How to be consistent
Oz Nova, April 2023
A number of students have asked me for strategies to "stay consistent". I assume they are referring to their study routines, not CAP consistency, otherwise this would be a very different article!
I do feel like I can give some suggestions, but first allow me to talk about Omar.
Ten years ago when I was CTO of a startup, my friend Myles approached me to see if I might want to take a chance interviewing an unusual candidate. At the time, Myles was teaching at a "bootcamp"—a new concept back then—and Omar was one of his recent graduates. Apparently he showed a lot of promise and I should consider him for my team.
I thought to myself that Myles was drinking too much of whatever they were serving at the Dev Bootcamp campus, and politely told him no, thank you, everyone in my small team was too busy to mentor such a junior engineer, and besides they were all CS grads from schools like Stanford or Berkeley and surely a bootcamp grad just wouldn't fit in.

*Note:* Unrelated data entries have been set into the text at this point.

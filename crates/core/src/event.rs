// SPDX-License-Identifier: BUSL-1.1
// Copyright (c) 2026 Alfred Jean LLC

//! Events that drive the change ledger.
//!
//! Every input to the ledger: classified watcher events, operator
//! commands, timer fires, worker completions: is an `Event`. Events are
//! journaled before processing; `LedgerState::apply` derives state from
//! them and must stay idempotent so journal replay is safe.
//!
//! Serializes with `{"type": "topic:name", ...fields}` format.

use crate::category::Category;
use crate::change::{EndpointLatency, FailureReason, RevertTrigger};
use crate::digest::ContentDigest;
use crate::id::{ChangeId, SnapshotId};
use serde::{Deserialize, Serialize};
use std::path::PathBuf;

/// A path whose content was accepted as the new baseline on confirm.
#[derive(Debug, Clone, PartialEq, Serialize, Deserialize)]
pub struct AcceptedPath {
    pub path: PathBuf,
    pub digest: ContentDigest,
}

/// Events that trigger state transitions in the ledger.
#[derive(Debug, Clone, PartialEq, Serialize, Deserialize)]
#[serde(tag = "type")]
pub enum Event {
    /// Debounced, classified watcher observation. A `None` digest means
    /// the path is gone (delete or move-out). Applies nothing by
    /// itself; the handler decides between open, coalesce, and drop.
    #[serde(rename = "change:detected")]
    ChangeDetected { path: PathBuf, digest: Option<ContentDigest>, at_ms: u64 },

    /// Pre-change capture finished; the handler opens the change.
    #[serde(rename = "snapshot:captured")]
    SnapshotCaptured {
        category: Category,
        snapshot_id: SnapshotId,
        trigger_path: PathBuf,
        trigger_digest: Option<ContentDigest>,
        at_ms: u64,
    },

    /// Pre-change capture failed; no change opens for the triggering edit.
    #[serde(rename = "snapshot:capture-failed")]
    SnapshotCaptureFailed { category: Category, trigger_path: PathBuf, error: String, at_ms: u64 },

    /// A confirmation window opened.
    #[serde(rename = "change:opened")]
    ChangeOpened {
        change_id: ChangeId,
        category: Category,
        path: PathBuf,
        digest: Option<ContentDigest>,
        snapshot_id: SnapshotId,
        opened_at_ms: u64,
        deadline_ms: u64,
        timeout_secs: u64,
        grace_secs: u64,
    },

    /// A further edit merged into an open change. Never moves the deadline.
    #[serde(rename = "change:coalesced")]
    ChangeCoalesced {
        change_id: ChangeId,
        path: PathBuf,
        digest: Option<ContentDigest>,
        at_ms: u64,
    },

    /// Operator accepted the change; affected paths become the new baseline.
    #[serde(rename = "change:confirmed")]
    ChangeConfirmed { change_id: ChangeId, actor: String, accepted: Vec<AcceptedPath>, at_ms: u64 },

    /// A baseline capture landed: these paths' accepted content now
    /// lives in `snapshot_id`. `removed` paths had no content to accept
    /// (tombstoned at capture).
    #[serde(rename = "baseline:accepted")]
    BaselineAccepted {
        snapshot_id: SnapshotId,
        accepted: Vec<AcceptedPath>,
        removed: Vec<PathBuf>,
        at_ms: u64,
    },

    /// Confirmation deadline expired (timer fire; applies nothing).
    #[serde(rename = "deadline:fired")]
    DeadlineFired { change_id: ChangeId, at_ms: u64 },

    /// The change entered its grace window.
    #[serde(rename = "change:grace")]
    ChangeGrace { change_id: ChangeId, grace_deadline_ms: u64 },

    /// Grace window expired (timer fire; applies nothing).
    #[serde(rename = "grace:fired")]
    GraceFired { change_id: ChangeId, at_ms: u64 },

    /// Reachability probe result. Observational: logged and surfaced,
    /// never cancels a revert.
    #[serde(rename = "probe:observed")]
    ProbeObserved {
        change_id: ChangeId,
        reachable: bool,
        endpoints: Vec<EndpointLatency>,
        at_ms: u64,
    },

    /// The change is being rolled back.
    #[serde(rename = "change:reverting")]
    ChangeReverting { change_id: ChangeId, trigger: RevertTrigger, at_ms: u64 },

    /// Rollback completed; prior content and services are back.
    #[serde(rename = "change:reverted")]
    ChangeReverted { change_id: ChangeId, at_ms: u64 },

    /// Rollback hit an unrecoverable error; operator attention required.
    #[serde(rename = "change:failed")]
    ChangeFailed { change_id: ChangeId, reason: FailureReason, at_ms: u64 },

    /// Terminal change aged out of the audit window.
    #[serde(rename = "change:purged")]
    ChangePurged { change_id: ChangeId },

    /// The watcher can no longer guarantee event delivery; ledger goes
    /// fail-closed (safe-mode).
    #[serde(rename = "watcher:degraded")]
    WatcherDegraded { reason: String, at_ms: u64 },

    /// Policies and globs were reloaded from configuration.
    #[serde(rename = "policy:reloaded")]
    PolicyReloaded { at_ms: u64 },
}

impl Event {
    /// Change this event concerns, when it concerns exactly one.
    pub fn change_id(&self) -> Option<&ChangeId> {
        match self {
            Event::ChangeOpened { change_id, .. }
            | Event::ChangeCoalesced { change_id, .. }
            | Event::ChangeConfirmed { change_id, .. }
            | Event::DeadlineFired { change_id, .. }
            | Event::ChangeGrace { change_id, .. }
            | Event::GraceFired { change_id, .. }
            | Event::ProbeObserved { change_id, .. }
            | Event::ChangeReverting { change_id, .. }
            | Event::ChangeReverted { change_id, .. }
            | Event::ChangeFailed { change_id, .. }
            | Event::ChangePurged { change_id } => Some(change_id),
            _ => None,
        }
    }
}

#[cfg(test)]
#[path = "event_tests.rs"]
mod tests;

We interviewed Omar anyway as a courtesy, had to admit that he passed our interviews, and extended him an offer based on his "potential".
Over the next six months, Omar was a high-octane learning machine.This is Omar, more or less as I remember him form the time, as reconstructed by Midjourney with the prompt "Omar as a cyberpunk robot that eats textbooks, photo realistic, cinematic lighting, not smiling". Yes Omar is so genial that this was the best that even Midjourney could do with the prompt.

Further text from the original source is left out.